A finding that may not have been so apparent, however, is that, while statistically insignificant, the total
number of medals won by a country at the Olympic Games may be slightly increased by having a larger
contingent of female athletes than male athletes to the Olympic Games. This may be due to the fact that
the average number of female athletes per country currently trails the average number of male athletes
per country.
Lastly, it is worth pointing out that the impacts of the variables examined in this analysis are not
necessary mutually exclusive from one another. Countries such as the United States, China, Japan, and
Germany all finished with a lot of medals respectively. These countries also happen to have higher GDPs.

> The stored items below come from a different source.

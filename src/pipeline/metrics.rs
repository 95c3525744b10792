//! Pipeline metrics
//!
//! One process-wide instance. Workers bump atomic counters with no
//! shared lock; the health monitor and the /metrics endpoint read
//! point-in-time snapshots.

use prometheus::{Encoder, IntGauge, Registry, TextEncoder};
use serde::{Deserialize, Serialize};
use std::sync::atomic::{AtomicU64, Ordering};
use std::sync::Arc;

use super::queue::QueueStats;

/// Monotonic pipeline counters plus queue handles
#[derive(Debug)]
pub struct PipelineMetrics {
    ticks_received: AtomicU64,
    ticks_decoded: AtomicU64,
    ticks_processed: AtomicU64,
    signals_generated: AtomicU64,
    payloads_broadcast: AtomicU64,
    decode_errors: AtomicU64,
    strategy_errors: AtomicU64,
    broadcast_errors: AtomicU64,
    raw_queue: Arc<QueueStats>,
    decoded_queue: Arc<QueueStats>,
    signal_queue: Arc<QueueStats>,
}

/// Point-in-time view of one queue
#[derive(Debug, Clone, Copy, Serialize, Deserialize)]
pub struct QueueSnapshot {
    pub depth: usize,
    pub capacity: usize,
    pub dropped: u64,
    pub utilization: f64,
}

impl QueueSnapshot {
    fn of(stats: &QueueStats) -> Self {
        Self {
            depth: stats.depth(),
            capacity: stats.capacity(),
            dropped: stats.dropped(),
            utilization: stats.utilization(),
        }
    }
}

/// Point-in-time view of the whole pipeline
#[derive(Debug, Clone, Serialize, Deserialize)]
pub struct MetricsSnapshot {
    pub ticks_received: u64,
    pub ticks_decoded: u64,
    pub ticks_processed: u64,
    pub signals_generated: u64,
    pub payloads_broadcast: u64,
    pub decode_errors: u64,
    pub strategy_errors: u64,
    pub broadcast_errors: u64,
    pub raw_queue: QueueSnapshot,
    pub decoded_queue: QueueSnapshot,
    pub signal_queue: QueueSnapshot,
}

impl PipelineMetrics {
    pub fn new(
        raw_queue: Arc<QueueStats>,
        decoded_queue: Arc<QueueStats>,
        signal_queue: Arc<QueueStats>,
    ) -> Self {
        Self {
            ticks_received: AtomicU64::new(0),
            ticks_decoded: AtomicU64::new(0),
            ticks_processed: AtomicU64::new(0),
            signals_generated: AtomicU64::new(0),
            payloads_broadcast: AtomicU64::new(0),
            decode_errors: AtomicU64::new(0),
            strategy_errors: AtomicU64::new(0),
            broadcast_errors: AtomicU64::new(0),
            raw_queue,
            decoded_queue,
            signal_queue,
        }
    }

    pub fn inc_received(&self) {
        self.ticks_received.fetch_add(1, Ordering::Relaxed);
    }

    pub fn inc_decoded(&self) {
        self.ticks_decoded.fetch_add(1, Ordering::Relaxed);
    }

    pub fn inc_processed(&self) {
        self.ticks_processed.fetch_add(1, Ordering::Relaxed);
    }

    pub fn inc_signals(&self) {
        self.signals_generated.fetch_add(1, Ordering::Relaxed);
    }

    pub fn inc_broadcast(&self) {
        self.payloads_broadcast.fetch_add(1, Ordering::Relaxed);
    }

    pub fn inc_decode_errors(&self) {
        self.decode_errors.fetch_add(1, Ordering::Relaxed);
    }

    pub fn inc_strategy_errors(&self) {
        self.strategy_errors.fetch_add(1, Ordering::Relaxed);
    }

    pub fn inc_broadcast_errors(&self) {
        self.broadcast_errors.fetch_add(1, Ordering::Relaxed);
    }

    pub fn snapshot(&self) -> MetricsSnapshot {
        MetricsSnapshot {
            ticks_received: self.ticks_received.load(Ordering::Relaxed),
            ticks_decoded: self.ticks_decoded.load(Ordering::Relaxed),
            ticks_processed: self.ticks_processed.load(Ordering::Relaxed),
            signals_generated: self.signals_generated.load(Ordering::Relaxed),
            payloads_broadcast: self.payloads_broadcast.load(Ordering::Relaxed),
            decode_errors: self.decode_errors.load(Ordering::Relaxed),
            strategy_errors: self.strategy_errors.load(Ordering::Relaxed),
            broadcast_errors: self.broadcast_errors.load(Ordering::Relaxed),
            raw_queue: QueueSnapshot::of(&self.raw_queue),
            decoded_queue: QueueSnapshot::of(&self.decoded_queue),
            signal_queue: QueueSnapshot::of(&self.signal_queue),
        }
    }
}

/// Render a snapshot in Prometheus text exposition format
///
/// Gauges are rebuilt per scrape from the atomic snapshot, so the hot
/// path never touches a registry.
pub fn encode_prometheus(snapshot: &MetricsSnapshot) -> String {
    let registry = Registry::new();

    let counters = [
        ("chainflow_ticks_received_total", snapshot.ticks_received),
        ("chainflow_ticks_decoded_total", snapshot.ticks_decoded),
        ("chainflow_ticks_processed_total", snapshot.ticks_processed),
        ("chainflow_signals_generated_total", snapshot.signals_generated),
        ("chainflow_payloads_broadcast_total", snapshot.payloads_broadcast),
        ("chainflow_decode_errors_total", snapshot.decode_errors),
        ("chainflow_strategy_errors_total", snapshot.strategy_errors),
        ("chainflow_broadcast_errors_total", snapshot.broadcast_errors),
    ];
    for (name, value) in counters {
        set_gauge(&registry, name, value as i64);
    }

    let queues = [
        ("raw", &snapshot.raw_queue),
        ("decoded", &snapshot.decoded_queue),
        ("signal", &snapshot.signal_queue),
    ];
    for (stage, queue) in queues {
        set_gauge(
            &registry,
            &format!("chainflow_{}_queue_depth", stage),
            queue.depth as i64,
        );
        set_gauge(
            &registry,
            &format!("chainflow_{}_queue_dropped_total", stage),
            queue.dropped as i64,
        );
    }

    let encoder = TextEncoder::new();
    let mut buffer = Vec::new();
    if encoder.encode(&registry.gather(), &mut buffer).is_err() {
        return String::new();
    }
    String::from_utf8(buffer).unwrap_or_default()
}

fn set_gauge(registry: &Registry, name: &str, value: i64) {
    if let Ok(gauge) = IntGauge::new(name, name) {
        gauge.set(value);
        // Registration only fails on duplicate names within this registry
        let _ = registry.register(Box::new(gauge));
    }
}

#[cfg(test)]
mod tests {
    use super::super::queue::bounded;
    use super::*;
    use std::time::Duration;

    fn metrics() -> PipelineMetrics {
        let (raw, _) = bounded::<u8>("raw", 4, Duration::from_millis(1));
        let (decoded, _) = bounded::<u8>("decoded", 4, Duration::from_millis(1));
        let (signal, _) = bounded::<u8>("signal", 4, Duration::from_millis(1));
        PipelineMetrics::new(raw.stats(), decoded.stats(), signal.stats())
    }

    #[test]
    fn test_counters_accumulate() {
        let m = metrics();
        m.inc_received();
        m.inc_received();
        m.inc_decoded();
        m.inc_decode_errors();

        let snap = m.snapshot();
        assert_eq!(snap.ticks_received, 2);
        assert_eq!(snap.ticks_decoded, 1);
        assert_eq!(snap.decode_errors, 1);
        assert_eq!(snap.ticks_processed, 0);
    }

    #[test]
    fn test_prometheus_exposition() {
        let m = metrics();
        m.inc_received();
        let text = encode_prometheus(&m.snapshot());
        assert!(text.contains("chainflow_ticks_received_total 1"));
        assert!(text.contains("chainflow_raw_queue_depth 0"));
    }
}
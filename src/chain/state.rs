//! Live chain state and OI delta-sync reconciliation
//!
//! One `ChainState` exists per (symbol, expiry). The windowed WS feed and
//! the periodic full-chain REST baseline disagree in scope and freshness;
//! the adjusted-OI formula substitutes the REST-known window OI with the
//! fresher WS-known window OI without double counting.

use chrono::Utc;
use rust_decimal::Decimal;
use std::collections::{BTreeMap, BTreeSet, HashMap};

use super::window::{compute_atm, diff_keys, should_rebalance, window};
use super::{
    ChainBuild, ChainContext, ChainKey, ChainPayload, InstrumentPair, OiBreakdown, OptionQuote,
    OptionSide, StrikeMap, StrikeQuote, StrikeRow, SubscriptionDiff,
};
use crate::decoder::{FeedTick, TickPayload};

/// Live view of one option chain inside its ATM window
#[derive(Debug)]
pub struct ChainState {
    key: ChainKey,
    strike_map: StrikeMap,
    /// Instrument key -> (strike, side) routing index, derived once
    instrument_index: HashMap<String, (Decimal, OptionSide)>,
    /// Quotes keyed by strike, sorted; last-write-wins per leg
    live_chain: BTreeMap<Decimal, StrikeQuote>,
    spot_price: Option<Decimal>,
    spot_updated_ms: i64,
    current_atm: Option<Decimal>,
    subscribed_strikes: BTreeSet<Decimal>,
    active_keys: BTreeSet<String>,
    /// Full-chain OI from the REST baseline
    global_call_oi: u64,
    global_put_oi: u64,
    /// REST-reported OI restricted to the currently subscribed window
    rest_window_call_oi: u64,
    rest_window_put_oi: u64,
    /// Epoch ms of the last REST OI refresh
    last_oi_update: Option<i64>,
    /// Epoch ms of the last applied tick
    last_update_ms: i64,
    window_half_width: u32,
    rebalance_hysteresis: u32,
}

impl ChainState {
    pub fn new(
        key: ChainKey,
        strike_map: StrikeMap,
        window_half_width: u32,
        rebalance_hysteresis: u32,
    ) -> Self {
        let mut instrument_index = HashMap::with_capacity(strike_map.strikes.len() * 2);
        for (strike, pair) in &strike_map.strikes {
            instrument_index.insert(pair.ce.clone(), (*strike, OptionSide::Call));
            instrument_index.insert(pair.pe.clone(), (*strike, OptionSide::Put));
        }

        Self {
            key,
            strike_map,
            instrument_index,
            live_chain: BTreeMap::new(),
            spot_price: None,
            spot_updated_ms: 0,
            current_atm: None,
            subscribed_strikes: BTreeSet::new(),
            active_keys: BTreeSet::new(),
            global_call_oi: 0,
            global_put_oi: 0,
            rest_window_call_oi: 0,
            rest_window_put_oi: 0,
            last_oi_update: None,
            last_update_ms: 0,
            window_half_width,
            rebalance_hysteresis,
        }
    }

    pub fn key(&self) -> &ChainKey {
        &self.key
    }

    pub fn spot_key(&self) -> &str {
        &self.strike_map.spot_key
    }

    pub fn strike_step(&self) -> Decimal {
        self.strike_map.strike_step
    }

    pub fn spot_price(&self) -> Option<Decimal> {
        self.spot_price
    }

    pub fn current_atm(&self) -> Option<Decimal> {
        self.current_atm
    }

    pub fn subscribed_strikes(&self) -> &BTreeSet<Decimal> {
        &self.subscribed_strikes
    }

    pub fn active_keys(&self) -> &BTreeSet<String> {
        &self.active_keys
    }

    /// Exchange timestamp of the most recent applied tick
    pub fn last_update_ms(&self) -> i64 {
        self.last_update_ms
    }

    /// Whether this chain routes the given instrument key
    pub fn owns_instrument(&self, instrument_key: &str) -> bool {
        instrument_key == self.strike_map.spot_key
            || self.instrument_index.contains_key(instrument_key)
    }

    /// Apply one decoded tick
    ///
    /// Routes by instrument key to the CE/PE slot of the matching strike,
    /// or to the spot price for the index key. All fields of one tick are
    /// applied in this single call. A tick older than the stored quote
    /// for the same leg is a no-op, so out-of-order applies for one
    /// instrument converge to the newest tick.
    ///
    /// Returns true if the tick mutated state.
    pub fn apply_tick(&mut self, tick: &FeedTick) -> bool {
        match &tick.payload {
            TickPayload::Spot { ltp } => {
                if tick.instrument_key != self.strike_map.spot_key {
                    return false;
                }
                if tick.timestamp_ms < self.spot_updated_ms {
                    return false;
                }
                self.spot_price = Some(*ltp);
                self.spot_updated_ms = tick.timestamp_ms;
                self.last_update_ms = self.last_update_ms.max(tick.timestamp_ms);
                true
            }
            TickPayload::Quote(quote) => {
                let Some((strike, side)) = self.instrument_index.get(&tick.instrument_key) else {
                    return false;
                };
                let (strike, side) = (*strike, *side);

                let slot = self.live_chain.entry(strike).or_default();
                let leg = match side {
                    OptionSide::Call => &mut slot.ce,
                    OptionSide::Put => &mut slot.pe,
                };
                if let Some(existing) = leg {
                    if tick.timestamp_ms < existing.updated_at_ms {
                        return false;
                    }
                }
                *leg = Some(OptionQuote {
                    ltp: quote.ltp,
                    volume: quote.volume,
                    open_interest: quote.open_interest,
                    bid: quote.bid,
                    ask: quote.ask,
                    greeks: quote.greeks,
                    updated_at_ms: tick.timestamp_ms,
                });
                self.last_update_ms = self.last_update_ms.max(tick.timestamp_ms);
                true
            }
        }
    }

    /// Seed the spot price from a REST quote when no tick has arrived yet
    pub fn set_spot_fallback(&mut self, spot: Decimal) {
        if self.spot_price.is_none() {
            self.spot_price = Some(spot);
        }
    }

    /// Record a full-chain OI refresh from the REST baseline
    ///
    /// `rest_window_call/put` are the REST-reported OI restricted to the
    /// currently subscribed strikes, computed by the caller.
    pub fn refresh_global_oi(
        &mut self,
        call_oi: u64,
        put_oi: u64,
        rest_window_call: u64,
        rest_window_put: u64,
    ) {
        self.global_call_oi = call_oi;
        self.global_put_oi = put_oi;
        self.rest_window_call_oi = rest_window_call;
        self.rest_window_put_oi = rest_window_put;
        self.last_oi_update = Some(Utc::now().timestamp_millis());
    }

    /// Restrict a per-strike REST OI report to the subscribed window
    ///
    /// Returns (call, put) totals over `subscribed_strikes`.
    pub fn window_restrict(&self, per_strike: &BTreeMap<Decimal, (u64, u64)>) -> (u64, u64) {
        per_strike
            .iter()
            .filter(|(strike, _)| self.subscribed_strikes.contains(*strike))
            .fold((0, 0), |(c, p), (_, (call, put))| (c + call, p + put))
    }

    /// WS-accumulated OI over the currently subscribed window
    fn window_ws_oi(&self) -> (u64, u64) {
        self.subscribed_strikes
            .iter()
            .filter_map(|strike| self.live_chain.get(strike))
            .fold((0, 0), |(c, p), quote| {
                (
                    c + quote.ce.as_ref().map_or(0, |q| q.open_interest),
                    p + quote.pe.as_ref().map_or(0, |q| q.open_interest),
                )
            })
    }

    /// Delta-sync adjusted OI, clamped at zero
    ///
    /// `adjusted = global - rest_window + ws_window`: the stale REST view
    /// of the window is replaced by the fresh WS view, leaving the
    /// out-of-window REST OI untouched.
    pub fn adjusted_oi(&self) -> (u64, u64) {
        let (ws_call, ws_put) = self.window_ws_oi();
        let call = self.global_call_oi as i128 - self.rest_window_call_oi as i128 + ws_call as i128;
        let put = self.global_put_oi as i128 - self.rest_window_put_oi as i128 + ws_put as i128;
        (call.max(0) as u64, put.max(0) as u64)
    }

    /// Put-call ratio over adjusted OI; 0 when call OI is 0
    pub fn pcr(&self) -> f64 {
        let (call, put) = self.adjusted_oi();
        if call == 0 {
            0.0
        } else {
            put as f64 / call as f64
        }
    }

    pub fn oi_breakdown(&self) -> OiBreakdown {
        let (ws_call, ws_put) = self.window_ws_oi();
        let (adjusted_call, adjusted_put) = self.adjusted_oi();
        OiBreakdown {
            global_call_oi: self.global_call_oi,
            global_put_oi: self.global_put_oi,
            window_call_oi: ws_call,
            window_put_oi: ws_put,
            rest_window_call_oi: self.rest_window_call_oi,
            rest_window_put_oi: self.rest_window_put_oi,
            adjusted_call_oi: adjusted_call,
            adjusted_put_oi: adjusted_put,
            last_oi_update: self.last_oi_update,
        }
    }

    /// Recompute the ATM window and swap subscriptions if spot moved enough
    ///
    /// Returns the subscription diff to issue, or None when the window is
    /// unchanged. Until the first spot price arrives no option window
    /// exists, so only the spot instrument itself is subscribed.
    pub fn maybe_rebalance(&mut self) -> Option<SubscriptionDiff> {
        let Some(spot) = self.spot_price else {
            // Bootstrap: hold only the spot instrument subscription
            if self.active_keys.is_empty() {
                let new_keys = BTreeSet::from([self.strike_map.spot_key.clone()]);
                let diff = diff_keys(&self.active_keys, &new_keys);
                self.active_keys = new_keys;
                return Some(diff);
            }
            return None;
        };

        let new_atm = compute_atm(spot, self.strike_map.strike_step);
        match self.current_atm {
            Some(current)
                if !should_rebalance(
                    current,
                    new_atm,
                    self.strike_map.strike_step,
                    self.rebalance_hysteresis,
                ) =>
            {
                None
            }
            _ => {
                let diff = self.rebalance(new_atm);
                if diff.is_empty() {
                    None
                } else {
                    Some(diff)
                }
            }
        }
    }

    /// Swap the window to the one centered on `new_atm`
    ///
    /// Idempotent: a second call with the same target computes empty
    /// diffs. The strike/key/ATM fields swap together, after the diff is
    /// computed.
    pub fn rebalance(&mut self, new_atm: Decimal) -> SubscriptionDiff {
        let strikes = self.strike_map.strike_prices();
        let new_window = window(
            new_atm,
            &strikes,
            self.window_half_width,
            self.strike_map.strike_step,
        );

        let mut new_keys: BTreeSet<String> =
            BTreeSet::from([self.strike_map.spot_key.clone()]);
        for strike in &new_window {
            if let Some(pair) = self.strike_map.strikes.get(strike) {
                new_keys.insert(pair.ce.clone());
                new_keys.insert(pair.pe.clone());
            }
        }

        let diff = diff_keys(&self.active_keys, &new_keys);
        self.subscribed_strikes = new_window.into_iter().collect();
        self.active_keys = new_keys;
        self.current_atm = Some(new_atm);
        diff
    }

    /// Point-in-time summary for strategy callbacks
    pub fn context(&self) -> ChainContext {
        let (adjusted_call, adjusted_put) = self.adjusted_oi();
        ChainContext {
            symbol: self.key.symbol.clone(),
            expiry: self.key.expiry.clone(),
            spot: self.spot_price,
            atm_strike: self.current_atm,
            pcr: self.pcr(),
            adjusted_call_oi: adjusted_call,
            adjusted_put_oi: adjusted_put,
        }
    }

    /// Materialize the strike-sorted final chain
    ///
    /// Side-effect-free and safe to call repeatedly. A chain without a
    /// spot price cannot place its ATM window and reports Insufficient.
    pub fn build_final_chain(&self) -> ChainBuild {
        let Some(spot) = self.spot_price else {
            return ChainBuild::Insufficient("spot price not yet known".to_string());
        };

        let mut calls = Vec::with_capacity(self.live_chain.len());
        let mut puts = Vec::with_capacity(self.live_chain.len());
        for (strike, quote) in &self.live_chain {
            if let Some(ce) = &quote.ce {
                calls.push(strike_row(*strike, ce));
            }
            if let Some(pe) = &quote.pe {
                puts.push(strike_row(*strike, pe));
            }
        }

        ChainBuild::Ready(ChainPayload {
            symbol: self.key.symbol.clone(),
            expiry: self.key.expiry.clone(),
            spot,
            calls,
            puts,
            pcr: self.pcr(),
            timestamp: Utc::now(),
            oi_breakdown: self.oi_breakdown(),
        })
    }
}

fn strike_row(strike: Decimal, quote: &OptionQuote) -> StrikeRow {
    StrikeRow {
        strike,
        ltp: quote.ltp,
        oi: quote.open_interest,
        volume: quote.volume,
        bid: quote.bid,
        ask: quote.ask,
        iv: quote.greeks.map(|g| g.iv),
    }
}
//! Strategy callback seam
//!
//! Signal scoring itself is host-defined; the pipeline only owns the
//! registration surface and the isolation/timeout rules around callbacks.

use chrono::{DateTime, Utc};
use serde::{Deserialize, Serialize};

use crate::chain::ChainContext;
use crate::decoder::FeedTick;

/// Trade-direction label produced by a strategy
#[derive(Debug, Clone, Copy, PartialEq, Eq, Serialize, Deserialize)]
#[serde(rename_all = "UPPERCASE")]
pub enum SignalAction {
    Buy,
    Sell,
    Hold,
}

/// A scored signal emitted by a strategy callback
#[derive(Debug, Clone, PartialEq, Serialize, Deserialize)]
pub struct Signal {
    pub strategy: String,
    pub symbol: String,
    pub expiry: String,
    pub action: SignalAction,
    /// Strategy-defined confidence in [0, 1]
    pub score: f64,
    pub reason: String,
    pub generated_at: DateTime<Utc>,
}

/// A registered signal-scoring callback
///
/// `evaluate` runs on the blocking pool under the combined strategy
/// timeout; it must be CPU-cheap and must not block on I/O. Returning
/// None means no signal for this tick.
pub trait Strategy: Send + Sync {
    fn name(&self) -> &str;

    fn evaluate(&self, tick: &FeedTick, context: &ChainContext) -> Option<Signal>;
}

/// Rule-based PCR threshold scoring
///
/// Emits BUY below the lower threshold and SELL above the upper one;
/// in-band readings produce no signal rather than a HOLD per tick.
#[derive(Debug, Clone)]
pub struct PcrThresholdStrategy {
    pub buy_below: f64,
    pub sell_above: f64,
}

impl Default for PcrThresholdStrategy {
    fn default() -> Self {
        Self {
            buy_below: 0.7,
            sell_above: 1.3,
        }
    }
}

impl Strategy for PcrThresholdStrategy {
    fn name(&self) -> &str {
        "pcr_threshold"
    }

    fn evaluate(&self, _tick: &FeedTick, context: &ChainContext) -> Option<Signal> {
        // No reading without OI on both sides
        if context.adjusted_call_oi == 0 || context.adjusted_put_oi == 0 {
            return None;
        }

        let pcr = context.pcr;
        let action = if pcr <= self.buy_below {
            SignalAction::Buy
        } else if pcr >= self.sell_above {
            SignalAction::Sell
        } else {
            return None;
        };

        let distance = match action {
            SignalAction::Buy => (self.buy_below - pcr) / self.buy_below,
            _ => (pcr - self.sell_above) / self.sell_above,
        };

        Some(Signal {
            strategy: self.name().to_string(),
            symbol: context.symbol.clone(),
            expiry: context.expiry.clone(),
            action,
            score: distance.clamp(0.0, 1.0),
            reason: format!("pcr={:.3}", pcr),
            generated_at: Utc::now(),
        })
    }
}

#[cfg(test)]
mod tests {
    use super::*;
    use crate::decoder::TickPayload;
    use rust_decimal_macros::dec;

    fn context(pcr: f64, call_oi: u64, put_oi: u64) -> ChainContext {
        ChainContext {
            symbol: "NIFTY".to_string(),
            expiry: "2025-01-30".to_string(),
            spot: Some(dec!(23500)),
            atm_strike: Some(dec!(23500)),
            pcr,
            adjusted_call_oi: call_oi,
            adjusted_put_oi: put_oi,
        }
    }

    fn tick() -> FeedTick {
        FeedTick {
            instrument_key: "NSE_INDEX|Nifty 50".to_string(),
            timestamp_ms: 1,
            payload: TickPayload::Spot { ltp: dec!(23500) },
        }
    }

    #[test]
    fn test_buy_below_threshold() {
        let strategy = PcrThresholdStrategy::default();
        let signal = strategy.evaluate(&tick(), &context(0.5, 100, 50)).unwrap();
        assert_eq!(signal.action, SignalAction::Buy);
        assert!(signal.score > 0.0);
    }

    #[test]
    fn test_sell_above_threshold() {
        let strategy = PcrThresholdStrategy::default();
        let signal = strategy.evaluate(&tick(), &context(1.8, 100, 180)).unwrap();
        assert_eq!(signal.action, SignalAction::Sell);
    }

    #[test]
    fn test_in_band_is_silent() {
        let strategy = PcrThresholdStrategy::default();
        assert!(strategy.evaluate(&tick(), &context(1.0, 100, 100)).is_none());
    }

    #[test]
    fn test_no_signal_without_oi() {
        let strategy = PcrThresholdStrategy::default();
        assert!(strategy.evaluate(&tick(), &context(0.0, 0, 0)).is_none());
    }
}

They also sent a lot of athletes (male or female) to the Olympic Games. For each of these countries,
there is an abundance of world-class athletes competing in numerous sports. In addition to the need to
examine interactions between variables included in this analysis, there is also the need to include
several other variables that could potentially contribute to medal winnings. Therefore, for any analysis
on this topic to be complete, several additional factors per country (socio-economic, cultural, political,
religious, along with their interaction) need to be thoroughly examined.